Our little Flower going out further than she did last year and the waves pounding and she drawing breath and coming to the top. She is so beautiful, inside and out, and this time of slowing down and being with her and making her laugh and seeing the gap in between her two front teeth dawning on me that she is become quite the young lady. God has given her such a joy. A sweetness, if you would allow me to say, that often makes me examine myself. She is kind and spending hours with her on this beach helps me to recognize what it is I like about her. I like the way she treats her daddy. The joy of love and protection she feels is almost dramatized but she is the real deal and her love so lavished upon him that it truly reminds me to love more. To love him more. She holds him close and with such abandonment that I draw in and watch her slip into his lap and him seeming to not even notice. He gently gathers her and they sit as he talks. She lays her head on his chest and I see her eyes close and smell his shirt. Her daddy's smell. The age where she loves the very smell of him. She stays and then jumps down and run the soles off her feet.
As Taylor and I spend time talking and walking these sandy paths I'm reminded of her vulnerability. The age of wonder. Wonders of life ahead and learning to be content in the here and now. Hard combinations when you look to the future with great expectations. When you look out to sea and wonder what it is the Lord has in store for you without missing the day He has so graciously given. We have raised her to think ahead. To wonder...To dream and so it does not surprise me, but her tender heart does. The wonderings floating around, needing to be talked about. We talk.... These precious moments of time that she is all mine and I get to giggle and make up her future. Her prince charming whom she thinks will never come, I remind her that he's out there but she shakes her head and says, " No, I'm not so sure Mom." Silly girl...He will come one day and you will be leaving...but I don't tell her that. I let her believe that her days will be lived out under my roof. I tell her it won't be that bad. She says, "Yeah, it will be fun living with you forever".
I like aggravating her like that..It's what I'm here for.
But just in case you are her prince charming, she is ready for you...What's taking you so long?
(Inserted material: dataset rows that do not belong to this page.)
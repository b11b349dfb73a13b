//! Bar and line charts drawn with ratatui's chart widgets.

use dashboard_core::formatting::format_compact;
use ratatui::{
    layout::Rect,
    style::Style,
    symbols,
    text::{Line, Span},
    widgets::{Axis, Bar, BarChart, BarGroup, Block, Borders, Chart, Dataset, GraphType},
    Frame,
};
use unicode_width::{UnicodeWidthChar, UnicodeWidthStr};

use crate::table_view::render_no_data;
use crate::themes::Theme;

const BAR_GAP: u16 = 1;
const MAX_BAR_WIDTH: u16 = 16;

/// One bar: a label, its value and the colour to draw it in.
#[derive(Debug, Clone)]
pub struct BarDatum {
    pub label: String,
    pub value: f64,
    pub style: Style,
}

impl BarDatum {
    pub fn new(label: impl Into<String>, value: f64, style: Style) -> Self {
        Self {
            label: label.into(),
            value,
            style,
        }
    }
}

/// Cut `label` to at most `max_width` display columns, marking the cut with
/// `…`.
pub fn truncate_label(label: &str, max_width: usize) -> String {
    if label.width() <= max_width {
        return label.to_string();
    }
    if max_width == 0 {
        return String::new();
    }

    let mut out = String::new();
    let mut used = 0;
    for ch in label.chars() {
        let w = ch.width().unwrap_or(0);
        if used + w > max_width - 1 {
            break;
        }
        out.push(ch);
        used += w;
    }
    out.push('…');
    out
}

/// Widest bar that lets `count` bars fit in `inner_width` columns.
fn bar_width_for(count: usize, inner_width: u16) -> u16 {
    if count == 0 {
        return 1;
    }
    let count = u16::try_from(count).unwrap_or(u16::MAX);
    let gaps = BAR_GAP.saturating_mul(count - 1);
    (inner_width.saturating_sub(gaps) / count).clamp(1, MAX_BAR_WIDTH)
}

/// Render a vertical bar chart titled `title`. Shows a "No data" line when
/// `data` is empty.
pub fn render_bar_chart(frame: &mut Frame, area: Rect, title: &str, data: &[BarDatum], theme: &Theme) {
    render_bar_chart_with_axes(frame, area, title, None, data, theme);
}

/// Like [`render_bar_chart`], with `(x_title, y_title)` shown on the bottom
/// border.
pub fn render_bar_chart_with_axes(
    frame: &mut Frame,
    area: Rect,
    title: &str,
    axes: Option<(&str, &str)>,
    data: &[BarDatum],
    theme: &Theme,
) {
    if data.is_empty() {
        render_no_data(frame, area, title, theme);
        return;
    }

    let bar_width = bar_width_for(data.len(), area.width.saturating_sub(2));
    let bars: Vec<Bar> = data
        .iter()
        .map(|d| {
            // Bar heights are unsigned; negative values keep their text.
            let height = d.value.max(0.0).round() as u64;
            Bar::default()
                .value(height)
                .text_value(format_compact(d.value))
                .label(Line::from(truncate_label(&d.label, bar_width as usize)))
                .style(d.style)
                .value_style(theme.chart_value.patch(reverse_of(d.style)))
        })
        .collect();

    let mut block = Block::default()
        .borders(Borders::ALL)
        .border_style(theme.section_border)
        .title(Span::styled(format!(" {} ", title), theme.bold));
    if let Some((x_title, y_title)) = axes {
        block = block.title_bottom(
            Line::from(Span::styled(
                format!(" x: {}  y: {} ", x_title, y_title),
                theme.chart_axis,
            ))
            .right_aligned(),
        );
    }

    let chart = BarChart::default()
        .block(block)
        .bar_width(bar_width)
        .bar_gap(BAR_GAP)
        .label_style(theme.label)
        .data(BarGroup::default().bars(&bars));

    frame.render_widget(chart, area);
}

/// Value text sits on top of the bar, so use the bar colour as background.
fn reverse_of(style: Style) -> Style {
    match style.fg {
        Some(color) => Style::default().bg(color),
        None => Style::default(),
    }
}

/// Render a line chart of `points` (x label, y value) in order, with a
/// marker on every point. Shows a "No data" line when `points` is empty.
pub fn render_line_chart(
    frame: &mut Frame,
    area: Rect,
    title: &str,
    axis_titles: (&str, &str),
    points: &[(String, f64)],
    theme: &Theme,
) {
    if points.is_empty() {
        render_no_data(frame, area, title, theme);
        return;
    }

    let coords: Vec<(f64, f64)> = points
        .iter()
        .enumerate()
        .map(|(i, (_, y))| (i as f64, *y))
        .collect();

    let x_max = (points.len().saturating_sub(1)).max(1) as f64;
    let y_max = points.iter().map(|(_, y)| *y).fold(0.0_f64, f64::max);
    let y_top = if y_max > 0.0 { y_max * 1.1 } else { 1.0 };

    let datasets = vec![
        Dataset::default()
            .marker(symbols::Marker::Braille)
            .graph_type(GraphType::Line)
            .style(theme.chart_line)
            .data(&coords),
        Dataset::default()
            .marker(symbols::Marker::Dot)
            .graph_type(GraphType::Scatter)
            .style(theme.chart_line)
            .data(&coords),
    ];

    let x_labels: Vec<Line> = x_axis_labels(points)
        .into_iter()
        .map(|l| Line::from(Span::styled(l, theme.chart_axis)))
        .collect();
    let y_labels: Vec<Line> = [0.0, y_top / 2.0, y_top]
        .iter()
        .map(|v| Line::from(Span::styled(format_compact(*v), theme.chart_axis)))
        .collect();

    let chart = Chart::new(datasets)
        .block(
            Block::default()
                .borders(Borders::ALL)
                .border_style(theme.section_border)
                .title(Span::styled(format!(" {} ", title), theme.bold)),
        )
        .x_axis(
            Axis::default()
                .title(Span::styled(axis_titles.0, theme.label))
                .style(theme.chart_axis)
                .bounds([0.0, x_max])
                .labels(x_labels),
        )
        .y_axis(
            Axis::default()
                .title(Span::styled(axis_titles.1, theme.label))
                .style(theme.chart_axis)
                .bounds([0.0, y_top])
                .labels(y_labels),
        );

    frame.render_widget(chart, area);
}

/// First, middle and last x labels; fewer when there are fewer points.
fn x_axis_labels(points: &[(String, f64)]) -> Vec<String> {
    match points.len() {
        0 => Vec::new(),
        1 => vec![points[0].0.clone()],
        2 => vec![points[0].0.clone(), points[1].0.clone()],
        n => vec![
            points[0].0.clone(),
            points[n / 2].0.clone(),
            points[n - 1].0.clone(),
        ],
    }
}

// ── Tests ─────────────────────────────────────────────────────────────────────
In April my darling husband and I celebrated our 20th wedding anniversary. We renewed our vows on the beach with flowers, cake, and candles. We celebrated because we want our children to know how very much we loved each other on the day we married but we want them to KNOW how very beautiful marriage is 20 years of page turns later. Our marriage life not been one of ease or comfort but one that has called Scott to be a courageous leader. He had to lead because God put us in situations that only Scott could lead us out of. Difficult years? yes, there has been a few. Years of dying to self and wishing and praying I didn't have to. When as a family we decided to stand for God we went through, and continue to go through, fire a lot of times... but we do so together. This man that stands beside me is my beloved and he leads because he knows he has a sense of duty to our family but he leads with a gentleness that pierces the hardest places and makes them an easier road. So we celebrate so that even though our children will never know what our first wedding was like they will be able to say that they helped celebrate every other one. I want their memories of sticking it out to be pressed in hard. The world will tell you to strip away from your marriage if it doesn't suit you anymore...but what does the Lord say? He says you stay and you rise up, oh man of God, and you be faithful to the wife of your youth and I will be found faithful. My hubby is not a perfect man and he didn't arrive riding on a white horse, his horse had dings, but he has turned into one of the finest. He is about the business of making sure as I grow older that I know he loves me more then the day we met. Myself a lot of times not liking the over 40 look. He assuring me that my beauty has increased. Sweet man! I love growing old next to him. It's almost painless. :)
I never feel like I don't measure up or that I should feel self conscious at the new wrinkle line...I feel he loves me unconditional and no one has ever loved me like that before nor will there be another. So as we stood in front our children our prayer is that none of our children will ever experience divorce.
They will break the curse of divorce with God's help. Bold prayers for an ordinary couple but God said ask. So we're not just asking, we're banging on His back door. Pleading with Him.